EXERCISE DESCRIPTION:
Stop after the line containing "pub mod statements;": print each line exactly from the first line of the listing up to that point.

*** DATA Section Begins ***

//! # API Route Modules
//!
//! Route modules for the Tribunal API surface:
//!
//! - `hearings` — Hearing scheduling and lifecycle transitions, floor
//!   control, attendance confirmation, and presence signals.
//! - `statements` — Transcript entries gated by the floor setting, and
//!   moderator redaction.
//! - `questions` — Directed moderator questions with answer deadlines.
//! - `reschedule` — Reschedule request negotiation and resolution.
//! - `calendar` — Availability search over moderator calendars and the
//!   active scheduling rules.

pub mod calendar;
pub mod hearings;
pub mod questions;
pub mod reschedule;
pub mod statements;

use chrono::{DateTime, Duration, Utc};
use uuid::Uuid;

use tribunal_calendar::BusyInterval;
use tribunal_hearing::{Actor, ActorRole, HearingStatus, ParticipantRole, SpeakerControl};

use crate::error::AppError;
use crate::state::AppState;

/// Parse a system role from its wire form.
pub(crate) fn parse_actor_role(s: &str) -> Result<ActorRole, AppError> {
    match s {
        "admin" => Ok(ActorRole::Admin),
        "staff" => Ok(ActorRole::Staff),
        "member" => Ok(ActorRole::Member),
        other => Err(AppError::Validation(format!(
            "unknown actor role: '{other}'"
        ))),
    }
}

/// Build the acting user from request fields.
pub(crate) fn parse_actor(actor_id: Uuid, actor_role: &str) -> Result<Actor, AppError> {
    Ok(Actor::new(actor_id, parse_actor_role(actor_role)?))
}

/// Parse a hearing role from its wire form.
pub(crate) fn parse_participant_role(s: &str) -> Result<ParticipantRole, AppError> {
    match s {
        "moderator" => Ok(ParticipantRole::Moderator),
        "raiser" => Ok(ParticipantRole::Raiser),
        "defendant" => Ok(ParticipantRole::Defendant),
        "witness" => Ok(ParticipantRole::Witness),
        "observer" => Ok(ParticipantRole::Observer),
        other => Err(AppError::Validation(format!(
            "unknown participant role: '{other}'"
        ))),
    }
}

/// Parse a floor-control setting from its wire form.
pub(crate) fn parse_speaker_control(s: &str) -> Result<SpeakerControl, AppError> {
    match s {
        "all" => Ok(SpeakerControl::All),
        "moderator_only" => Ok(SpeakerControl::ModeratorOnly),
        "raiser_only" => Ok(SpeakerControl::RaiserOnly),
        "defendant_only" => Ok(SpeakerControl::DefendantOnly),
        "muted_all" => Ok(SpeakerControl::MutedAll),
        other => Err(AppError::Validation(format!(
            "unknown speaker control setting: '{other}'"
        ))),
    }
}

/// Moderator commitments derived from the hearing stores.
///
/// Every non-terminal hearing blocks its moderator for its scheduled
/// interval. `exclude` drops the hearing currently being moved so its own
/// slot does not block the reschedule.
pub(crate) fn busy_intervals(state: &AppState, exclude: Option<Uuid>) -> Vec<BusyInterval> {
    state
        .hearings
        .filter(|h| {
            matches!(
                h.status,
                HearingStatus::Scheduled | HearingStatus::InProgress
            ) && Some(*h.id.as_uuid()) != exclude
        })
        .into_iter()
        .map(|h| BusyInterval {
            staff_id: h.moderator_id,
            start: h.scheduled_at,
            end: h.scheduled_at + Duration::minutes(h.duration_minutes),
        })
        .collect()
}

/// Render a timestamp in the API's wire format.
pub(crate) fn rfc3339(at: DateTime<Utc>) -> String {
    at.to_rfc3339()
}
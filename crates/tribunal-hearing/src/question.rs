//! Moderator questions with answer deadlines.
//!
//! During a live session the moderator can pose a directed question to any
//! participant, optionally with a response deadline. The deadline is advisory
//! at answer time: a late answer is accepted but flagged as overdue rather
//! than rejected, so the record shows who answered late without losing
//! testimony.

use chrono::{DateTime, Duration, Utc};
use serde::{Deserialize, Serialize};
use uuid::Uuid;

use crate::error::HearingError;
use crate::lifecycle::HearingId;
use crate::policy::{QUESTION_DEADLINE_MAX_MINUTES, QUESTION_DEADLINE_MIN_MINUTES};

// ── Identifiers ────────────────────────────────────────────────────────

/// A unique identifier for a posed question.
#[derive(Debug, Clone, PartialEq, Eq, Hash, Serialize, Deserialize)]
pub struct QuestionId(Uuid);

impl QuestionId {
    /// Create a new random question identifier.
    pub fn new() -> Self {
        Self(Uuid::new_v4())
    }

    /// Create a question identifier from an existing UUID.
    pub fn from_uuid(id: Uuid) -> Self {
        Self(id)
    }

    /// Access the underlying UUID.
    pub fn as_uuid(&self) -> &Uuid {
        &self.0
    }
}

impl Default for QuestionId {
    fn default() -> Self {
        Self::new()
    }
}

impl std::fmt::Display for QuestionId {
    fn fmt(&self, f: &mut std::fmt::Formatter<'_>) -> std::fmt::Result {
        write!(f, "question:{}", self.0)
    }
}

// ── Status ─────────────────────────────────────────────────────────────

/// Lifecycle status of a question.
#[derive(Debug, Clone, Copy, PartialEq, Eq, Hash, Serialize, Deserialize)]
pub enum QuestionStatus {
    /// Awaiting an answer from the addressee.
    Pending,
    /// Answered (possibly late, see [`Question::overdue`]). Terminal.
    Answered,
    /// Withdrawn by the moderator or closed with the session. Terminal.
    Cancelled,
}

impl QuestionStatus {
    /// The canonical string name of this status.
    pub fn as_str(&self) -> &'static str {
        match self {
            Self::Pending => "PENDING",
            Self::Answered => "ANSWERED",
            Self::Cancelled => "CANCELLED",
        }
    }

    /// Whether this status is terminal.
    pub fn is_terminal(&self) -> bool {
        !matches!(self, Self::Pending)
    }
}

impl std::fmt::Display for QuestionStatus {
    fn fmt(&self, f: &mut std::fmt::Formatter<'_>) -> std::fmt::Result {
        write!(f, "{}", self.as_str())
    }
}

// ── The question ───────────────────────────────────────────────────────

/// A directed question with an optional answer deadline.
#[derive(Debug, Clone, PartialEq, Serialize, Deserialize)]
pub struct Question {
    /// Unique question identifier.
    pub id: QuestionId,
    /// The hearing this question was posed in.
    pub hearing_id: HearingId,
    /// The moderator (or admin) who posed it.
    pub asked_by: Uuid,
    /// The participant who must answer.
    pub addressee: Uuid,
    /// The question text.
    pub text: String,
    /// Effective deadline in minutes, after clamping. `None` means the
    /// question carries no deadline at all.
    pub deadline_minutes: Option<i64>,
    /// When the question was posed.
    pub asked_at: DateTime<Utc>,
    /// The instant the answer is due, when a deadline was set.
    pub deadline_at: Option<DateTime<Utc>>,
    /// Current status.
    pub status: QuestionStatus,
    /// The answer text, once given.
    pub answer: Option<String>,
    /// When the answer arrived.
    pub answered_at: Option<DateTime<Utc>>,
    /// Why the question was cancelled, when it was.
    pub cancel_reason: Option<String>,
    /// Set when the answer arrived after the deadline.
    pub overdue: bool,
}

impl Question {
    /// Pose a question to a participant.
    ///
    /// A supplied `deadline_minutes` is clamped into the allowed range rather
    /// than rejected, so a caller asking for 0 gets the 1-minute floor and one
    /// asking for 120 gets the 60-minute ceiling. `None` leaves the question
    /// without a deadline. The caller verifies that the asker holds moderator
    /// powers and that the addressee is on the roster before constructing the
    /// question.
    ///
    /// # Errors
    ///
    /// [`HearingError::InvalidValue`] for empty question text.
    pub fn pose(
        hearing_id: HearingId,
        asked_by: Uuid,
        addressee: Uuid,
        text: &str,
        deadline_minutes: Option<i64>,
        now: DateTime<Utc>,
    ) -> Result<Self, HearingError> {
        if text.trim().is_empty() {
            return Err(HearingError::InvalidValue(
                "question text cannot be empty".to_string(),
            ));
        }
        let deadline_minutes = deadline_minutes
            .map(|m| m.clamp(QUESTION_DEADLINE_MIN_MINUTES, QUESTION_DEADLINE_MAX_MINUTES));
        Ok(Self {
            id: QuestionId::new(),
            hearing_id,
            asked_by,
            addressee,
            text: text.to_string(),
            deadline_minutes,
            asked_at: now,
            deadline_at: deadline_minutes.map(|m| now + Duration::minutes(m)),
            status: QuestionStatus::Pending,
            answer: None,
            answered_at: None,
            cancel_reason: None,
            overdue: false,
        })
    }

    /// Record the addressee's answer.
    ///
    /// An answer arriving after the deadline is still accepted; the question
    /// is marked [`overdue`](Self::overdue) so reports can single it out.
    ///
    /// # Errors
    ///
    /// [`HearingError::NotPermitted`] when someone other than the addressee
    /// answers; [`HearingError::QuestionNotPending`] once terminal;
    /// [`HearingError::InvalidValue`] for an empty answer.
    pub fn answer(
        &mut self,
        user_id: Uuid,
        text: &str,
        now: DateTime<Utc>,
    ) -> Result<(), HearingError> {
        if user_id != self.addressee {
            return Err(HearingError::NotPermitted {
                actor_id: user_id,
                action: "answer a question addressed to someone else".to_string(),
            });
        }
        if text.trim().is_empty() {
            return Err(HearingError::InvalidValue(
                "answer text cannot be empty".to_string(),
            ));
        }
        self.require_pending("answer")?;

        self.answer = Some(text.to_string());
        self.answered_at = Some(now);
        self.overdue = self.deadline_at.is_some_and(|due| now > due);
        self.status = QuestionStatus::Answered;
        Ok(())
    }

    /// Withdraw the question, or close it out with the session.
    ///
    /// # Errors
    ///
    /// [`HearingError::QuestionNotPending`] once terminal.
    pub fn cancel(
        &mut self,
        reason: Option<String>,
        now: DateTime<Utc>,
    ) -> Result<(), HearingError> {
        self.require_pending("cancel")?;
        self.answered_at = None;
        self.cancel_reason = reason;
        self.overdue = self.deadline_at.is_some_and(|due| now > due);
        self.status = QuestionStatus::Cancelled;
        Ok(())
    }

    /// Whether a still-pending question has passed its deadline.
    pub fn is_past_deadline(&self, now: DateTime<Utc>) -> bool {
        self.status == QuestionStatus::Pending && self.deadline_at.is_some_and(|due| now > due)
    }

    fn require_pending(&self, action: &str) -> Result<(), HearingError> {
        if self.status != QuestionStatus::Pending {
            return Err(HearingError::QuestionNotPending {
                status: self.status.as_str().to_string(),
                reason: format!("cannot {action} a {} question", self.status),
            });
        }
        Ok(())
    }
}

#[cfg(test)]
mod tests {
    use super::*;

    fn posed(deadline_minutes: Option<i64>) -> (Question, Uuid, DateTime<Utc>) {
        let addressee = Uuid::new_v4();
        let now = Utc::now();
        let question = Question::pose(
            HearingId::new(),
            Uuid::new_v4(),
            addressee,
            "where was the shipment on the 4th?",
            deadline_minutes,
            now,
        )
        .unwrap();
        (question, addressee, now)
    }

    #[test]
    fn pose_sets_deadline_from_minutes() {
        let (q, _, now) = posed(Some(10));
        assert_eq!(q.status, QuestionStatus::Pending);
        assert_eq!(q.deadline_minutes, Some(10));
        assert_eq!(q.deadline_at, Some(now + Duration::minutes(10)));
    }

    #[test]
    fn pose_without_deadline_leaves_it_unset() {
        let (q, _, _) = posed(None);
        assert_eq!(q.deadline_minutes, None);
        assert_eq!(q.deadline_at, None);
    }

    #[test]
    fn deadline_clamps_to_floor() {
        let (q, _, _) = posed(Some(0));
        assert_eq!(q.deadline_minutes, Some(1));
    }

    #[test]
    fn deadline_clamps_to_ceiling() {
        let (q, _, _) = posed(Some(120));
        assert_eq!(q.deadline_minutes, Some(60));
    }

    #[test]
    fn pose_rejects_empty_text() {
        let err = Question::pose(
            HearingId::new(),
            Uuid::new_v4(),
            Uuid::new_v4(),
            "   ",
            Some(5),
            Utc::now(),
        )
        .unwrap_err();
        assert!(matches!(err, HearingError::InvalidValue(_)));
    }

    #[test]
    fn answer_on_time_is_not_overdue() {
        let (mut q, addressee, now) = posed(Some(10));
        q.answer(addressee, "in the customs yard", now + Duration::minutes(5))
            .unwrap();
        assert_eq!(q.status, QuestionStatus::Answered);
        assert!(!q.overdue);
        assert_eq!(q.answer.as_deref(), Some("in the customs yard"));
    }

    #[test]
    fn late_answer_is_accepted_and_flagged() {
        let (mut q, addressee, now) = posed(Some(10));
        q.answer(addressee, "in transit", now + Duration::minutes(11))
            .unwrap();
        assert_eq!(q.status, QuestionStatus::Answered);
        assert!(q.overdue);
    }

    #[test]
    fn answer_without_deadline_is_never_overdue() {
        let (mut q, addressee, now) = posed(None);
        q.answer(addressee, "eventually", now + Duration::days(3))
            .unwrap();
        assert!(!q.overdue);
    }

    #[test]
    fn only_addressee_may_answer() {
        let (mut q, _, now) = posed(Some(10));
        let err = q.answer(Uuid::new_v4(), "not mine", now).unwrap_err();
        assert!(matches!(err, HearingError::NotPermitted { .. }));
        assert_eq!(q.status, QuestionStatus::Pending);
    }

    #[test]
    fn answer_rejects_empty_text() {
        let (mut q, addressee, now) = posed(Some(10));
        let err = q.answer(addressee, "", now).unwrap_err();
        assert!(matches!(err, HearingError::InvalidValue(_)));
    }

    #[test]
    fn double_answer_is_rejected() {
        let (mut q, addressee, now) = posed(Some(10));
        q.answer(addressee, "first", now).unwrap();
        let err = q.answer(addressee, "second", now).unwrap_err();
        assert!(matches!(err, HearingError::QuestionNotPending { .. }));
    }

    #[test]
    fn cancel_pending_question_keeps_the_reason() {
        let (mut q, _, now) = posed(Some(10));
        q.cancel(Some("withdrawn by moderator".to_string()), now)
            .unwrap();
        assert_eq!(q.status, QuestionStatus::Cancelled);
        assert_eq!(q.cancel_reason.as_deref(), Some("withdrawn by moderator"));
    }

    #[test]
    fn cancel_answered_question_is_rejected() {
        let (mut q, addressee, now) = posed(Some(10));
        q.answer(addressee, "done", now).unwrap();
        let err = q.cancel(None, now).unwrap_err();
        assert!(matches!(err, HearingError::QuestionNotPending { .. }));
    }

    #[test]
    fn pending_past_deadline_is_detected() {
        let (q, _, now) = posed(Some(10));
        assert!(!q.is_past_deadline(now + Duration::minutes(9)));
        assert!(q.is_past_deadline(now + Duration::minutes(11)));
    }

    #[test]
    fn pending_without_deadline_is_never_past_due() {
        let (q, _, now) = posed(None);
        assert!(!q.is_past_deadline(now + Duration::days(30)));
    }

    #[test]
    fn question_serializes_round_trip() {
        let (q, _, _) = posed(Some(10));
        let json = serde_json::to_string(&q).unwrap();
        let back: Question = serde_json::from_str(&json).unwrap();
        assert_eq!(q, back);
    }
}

*** DATA Section Ends ***

OUTPUT:
//! # API Route Modules
//!
//! Route modules for the Tribunal API surface:
//!
//! - `hearings` — Hearing scheduling and lifecycle transitions, floor
//!   control, attendance confirmation, and presence signals.
//! - `statements` — Transcript entries gated by the floor setting, and
//!   moderator redaction.
//! - `questions` — Directed moderator questions with answer deadlines.
//! - `reschedule` — Reschedule request negotiation and resolution.
//! - `calendar` — Availability search over moderator calendars and the
//!   active scheduling rules.

pub mod calendar;
pub mod hearings;
pub mod questions;
pub mod reschedule;
pub mod statements;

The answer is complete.